Le segnalazioni di Farmer furono inoltrate prima al Sixth Precinct del New York Police Department, in agosto 1996, e poi all’F.B.I. Le note manoscritte dell’interrogatorio che l’F.B.I. condusse con lei nel 2006 confermano questo passaggio: «6th precinct told MF to call FBI». Tuttavia, nei documenti pubblici dell’agenzia federale non compare alcun riferimento diretto a Trump, con ampie parti ancora oscurate. Farmer e la sua famiglia sostengono che già negli anni ’90 parlarono di questi episodi, e la sorella Annie ha testimoniato nel processo contro Maxwell del 2021, descrivendo come la donna avesse abusato di lei.

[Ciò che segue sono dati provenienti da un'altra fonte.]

//! Step output stream.
//!
//! [TaskListener] is the user-facing log of a step. Diagnostics for operators go through
//! the `log` facade instead.

use std::fmt;
use std::io::{self, Write};
use std::sync::{Arc, Mutex};

/// Line-oriented sink for the human-readable output of a step.
pub struct TaskListener {
    out: Mutex<Box<dyn Write + Send>>,
}

impl TaskListener {
    pub fn new(out: impl Write + Send + 'static) -> Self {
        Self {
            out: Mutex::new(Box::new(out)),
        }
    }

    /// Listener that discards everything.
    pub fn null() -> Self {
        Self::new(io::sink())
    }

    /// Listener backed by an in-memory buffer; the returned [MemoryLog] reads it back.
    pub fn in_memory() -> (Self, MemoryLog) {
        let log = MemoryLog::default();
        (Self::new(log.clone()), log)
    }

    /// Writes one line. Output errors are reported through `log` and otherwise ignored:
    /// a broken step log must not fail the step.
    pub fn println(&self, line: impl AsRef<str>) {
        let line = line.as_ref();
        let mut out = match self.out.lock() {
            Ok(out) => out,
            Err(poisoned) => poisoned.into_inner(),
        };
        if let Err(e) = writeln!(out, "{}", line).and_then(|_| out.flush()) {
            log::warn!("failed to write step output line {:?}: {}", line, e);
        }
    }
}

impl fmt::Debug for TaskListener {
    fn fmt(&self, f: &mut fmt::Formatter<'_>) -> fmt::Result {
        f.debug_struct("TaskListener").finish_non_exhaustive()
    }
}

/// Shared in-memory buffer usable as a [TaskListener] sink.
#[derive(Clone, Debug, Default)]
pub struct MemoryLog {
    buf: Arc<Mutex<Vec<u8>>>,
}

impl MemoryLog {
    pub fn contents(&self) -> String {
        let buf = match self.buf.lock() {
            Ok(buf) => buf,
            Err(poisoned) => poisoned.into_inner(),
        };
        String::from_utf8_lossy(&buf).into_owned()
    }

    pub fn lines(&self) -> Vec<String> {
        self.contents().lines().map(str::to_string).collect()
    }
}

impl Write for MemoryLog {
    fn write(&mut self, data: &[u8]) -> io::Result<usize> {
        let mut buf = self
            .buf
            .lock()
            .map_err(|_| io::Error::new(io::ErrorKind::Other, "memory log lock poisoned"))?;
        buf.extend_from_slice(data);
        Ok(data.len())
    }

    fn flush(&mut self) -> io::Result<()> {
        Ok(())
    }
}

Nonostante le numerose accuse, Trump non è mai stato indagato per reati collegati a Epstein. Lo stesso presidente ha chiesto la pubblicazione di alcune testimonianze del gran giurì, ma ha sempre negato di avere qualcosa da nascondere. La relazione tra i due uomini non è stata centrale nei procedimenti penali contro Epstein, che nel 2006 si dichiarò colpevole di due reati minori evitando il processo federale e nel 2019 fu nuovamente incriminato per traffico sessuale di minorenni, prima di morire in cella in circostanze che le autorità hanno classificato come suicidio.

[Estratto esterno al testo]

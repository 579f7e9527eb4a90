//! Run and step identity types.
//!
//! RunId identifies the run a step belongs to; StepId identifies one step within it.

/// Identifies a run (one execution of a workflow).
pub type RunId = String;

/// Identifies a single step within a run.
pub type StepId = String;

Il dibattito politico si è intensificato dopo che il Dipartimento di Giustizia e l’F.B.I., sotto la guida dell’amministrazione Trump, hanno rinunciato alla promessa di rendere pubblici tutti i file dell’indagine su Epstein. I sostenitori del presidente, che in passato hanno alimentato teorie su presunti insabbiamenti, ora chiedono chiarimenti, mentre alcune rivelazioni giornalistiche — tra cui un articolo del Wall Street Journal che citava un messaggio d’auguri a sfondo sessuale inviato da Trump a Epstein nel 2003 — hanno provocato nuove polemiche. Trump ha definito quel reportage «una bufala» e ha avviato un’azione legale contro la testata.

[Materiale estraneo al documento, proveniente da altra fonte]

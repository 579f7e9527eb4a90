//! Typed context resolution.
//!
//! A step asks its [StepContext](crate::kernel::StepContext) for a capability by type. Values
//! placed explicitly into a scope ([ContextValues]) win; otherwise the lookup is dispatched by
//! [TypeId] to the single [TypedResolver] registered for that type in the [ResolverRegistry].
//!
//! Resolution has three outcomes: a value, "not available" (`Ok(None)`, a normal result
//! callers must handle), or a [ContextError].

use std::any::{Any, TypeId};
use std::cell::RefCell;
use std::collections::HashMap;
use std::fmt;
use std::sync::Arc;

use crate::kernel::step_context::StepContext;

pub(crate) type AnyValue = Arc<dyn Any + Send + Sync>;

/// Errors raised while resolving context.
#[derive(Clone, Debug, thiserror::Error)]
pub enum ContextError {
    /// The node backing the requested capability is offline.
    #[error(transparent)]
    AgentOffline(#[from] AgentOffline),
    #[error("required context {type_name} is not available")]
    Missing { type_name: &'static str },
    #[error("a resolver for {type_name} is already registered")]
    DuplicateResolver { type_name: &'static str },
    #[error("resolver for {type_name} failed: {message}")]
    Resolver {
        type_name: &'static str,
        message: String,
    },
}

impl ContextError {
    pub fn missing<T: ?Sized + 'static>() -> Self {
        ContextError::Missing {
            type_name: std::any::type_name::<T>(),
        }
    }
}

/// A capability could not be produced because its node is offline.
///
/// Carries the best-known offline cause in `message` and any pending termination reasons
/// so callers can decide to wait, abort, or report precisely.
#[derive(Clone, Debug, PartialEq, Eq, thiserror::Error)]
#[error("{message}")]
pub struct AgentOffline {
    pub message: String,
    pub termination_reasons: Vec<String>,
}

impl AgentOffline {
    pub fn new(message: impl Into<String>) -> Self {
        Self {
            message: message.into(),
            termination_reasons: Vec::new(),
        }
    }

    pub fn add_termination_reason(&mut self, reason: impl Into<String>) {
        self.termination_reasons.push(reason.into());
    }
}

/// Values placed explicitly into one context scope, keyed by type.
#[derive(Clone, Default)]
pub struct ContextValues {
    values: HashMap<TypeId, AnyValue>,
}

impl ContextValues {
    pub fn new() -> Self {
        Self::default()
    }

    pub fn with<T: Send + Sync + 'static>(mut self, value: T) -> Self {
        self.insert(value);
        self
    }

    /// Inserts `value`, replacing any previous value of the same type.
    pub fn insert<T: Send + Sync + 'static>(&mut self, value: T) -> &mut Self {
        self.insert_arc(Arc::new(value))
    }

    pub fn insert_arc<T: Send + Sync + 'static>(&mut self, value: Arc<T>) -> &mut Self {
        self.values.insert(TypeId::of::<T>(), value);
        self
    }

    pub fn contains<T: 'static>(&self) -> bool {
        self.values.contains_key(&TypeId::of::<T>())
    }

    pub fn len(&self) -> usize {
        self.values.len()
    }

    pub fn is_empty(&self) -> bool {
        self.values.is_empty()
    }

    pub(crate) fn get_raw(&self, key: TypeId) -> Option<&AnyValue> {
        self.values.get(&key)
    }
}

impl fmt::Debug for ContextValues {
    fn fmt(&self, f: &mut fmt::Formatter<'_>) -> fmt::Result {
        f.debug_struct("ContextValues")
            .field("len", &self.values.len())
            .finish()
    }
}

/// Produces the currently valid instance of one capability type, or declines.
///
/// Each implementation owns its own validity policy: some return stored handles as-is,
/// others check liveness and re-derive a fresh handle.
pub trait TypedResolver: Send + Sync + 'static {
    type Output: Send + Sync + 'static;

    fn resolve(
        &self,
        context: &DelegatedContext<'_>,
    ) -> Result<Option<Arc<Self::Output>>, ContextError>;
}

pub(crate) trait ErasedResolver: Send + Sync {
    fn output_type_name(&self) -> &'static str;

    fn resolve_erased(&self, context: &DelegatedContext<'_>)
        -> Result<Option<AnyValue>, ContextError>;
}

impl<R: TypedResolver> ErasedResolver for R {
    fn output_type_name(&self) -> &'static str {
        std::any::type_name::<R::Output>()
    }

    fn resolve_erased(
        &self,
        context: &DelegatedContext<'_>,
    ) -> Result<Option<AnyValue>, ContextError> {
        Ok(self.resolve(context)?.map(|value| value as AnyValue))
    }
}

/// Explicit table from capability type to the resolver producing it.
#[derive(Default)]
pub struct ResolverRegistry {
    resolvers: HashMap<TypeId, Arc<dyn ErasedResolver>>,
}

impl ResolverRegistry {
    pub fn new() -> Self {
        Self::default()
    }

    /// Registers `resolver` for its output type.
    ///
    /// Returns an error if a resolver for the same type is already registered.
    pub fn register<R: TypedResolver>(&mut self, resolver: R) -> Result<&mut Self, ContextError> {
        let key = TypeId::of::<R::Output>();
        if self.resolvers.contains_key(&key) {
            return Err(ContextError::DuplicateResolver {
                type_name: std::any::type_name::<R::Output>(),
            });
        }
        self.resolvers.insert(key, Arc::new(resolver));
        Ok(self)
    }

    pub fn contains<T: 'static>(&self) -> bool {
        self.resolvers.contains_key(&TypeId::of::<T>())
    }

    /// Registered output type names in stable order.
    pub fn type_names(&self) -> Vec<&'static str> {
        let mut names = self
            .resolvers
            .values()
            .map(|r| r.output_type_name())
            .collect::<Vec<_>>();
        names.sort_unstable();
        names
    }

    pub(crate) fn get(&self, key: TypeId) -> Option<&Arc<dyn ErasedResolver>> {
        self.resolvers.get(&key)
    }
}

impl fmt::Debug for ResolverRegistry {
    fn fmt(&self, f: &mut fmt::Formatter<'_>) -> fmt::Result {
        f.debug_struct("ResolverRegistry")
            .field("types", &self.type_names())
            .finish()
    }
}

/// View of the context handed to a resolver while it runs.
///
/// Lookups through it see the full scope chain and the other resolvers, but never
/// re-enter a resolver that is already running higher up the same lookup.
pub struct DelegatedContext<'a> {
    context: &'a StepContext,
    visiting: &'a RefCell<Vec<TypeId>>,
}

impl<'a> DelegatedContext<'a> {
    pub(crate) fn new(context: &'a StepContext, visiting: &'a RefCell<Vec<TypeId>>) -> Self {
        Self { context, visiting }
    }

    pub fn get<T: Send + Sync + 'static>(&self) -> Result<Option<Arc<T>>, ContextError> {
        Ok(self
            .context
            .lookup(TypeId::of::<T>(), self.visiting)?
            .and_then(downcast::<T>))
    }
}

pub(crate) fn downcast<T: Send + Sync + 'static>(value: AnyValue) -> Option<Arc<T>> {
    value.downcast::<T>().ok()
}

Parallelamente, il Congresso si è mosso per chiedere maggiore trasparenza. Repubblicani e democratici hanno espresso la volontà di accedere a una parte più ampia della documentazione. Il deputato repubblicano Tim Burchett, intervistato dalla CNN, ha detto di volere «quanti più file possibili» resi pubblici, pur dubitando dell’esito di una mozione parlamentare per obbligare l’amministrazione a rilasciarli. Anche tra i democratici la richiesta è di chiarezza: la senatrice Amy Klobuchar ha accusato il presidente di distorcere le responsabilità, sostenendo che è stato lo stesso Trump, con i suoi alleati, ad alimentare le aspettative di rivelazioni sensazionali sui cosiddetti “clienti” di Epstein, una lista che secondo il Dipartimento di Giustizia non esiste.
L’ex avvocato di Epstein, Alan Dershowitz, ha dichiarato a Fox News Sunday che la pubblicazione delle testimonianze del gran giurì non conterrà le informazioni che molti sostenitori del presidente sperano di trovare. Il Dipartimento di Giustizia ha confermato che il caso è formalmente chiuso e che non ci sono nuovi elementi per perseguire altre persone.
Il caso di Maria Farmer, e il suo riferimento a Trump nei colloqui con l’F.B.I., mostra la complessità delle indagini su Epstein, fatte di migliaia di documenti, piste parziali e testimonianze spesso non verificate o non utilizzate nei procedimenti. Anche se non emergono accuse dirette al presidente, il solo fatto che il suo nome compaia nei racconti di chi ha denunciato Epstein continua a tenere alta l’attenzione su una vicenda che coinvolge figure di grande rilievo pubblico.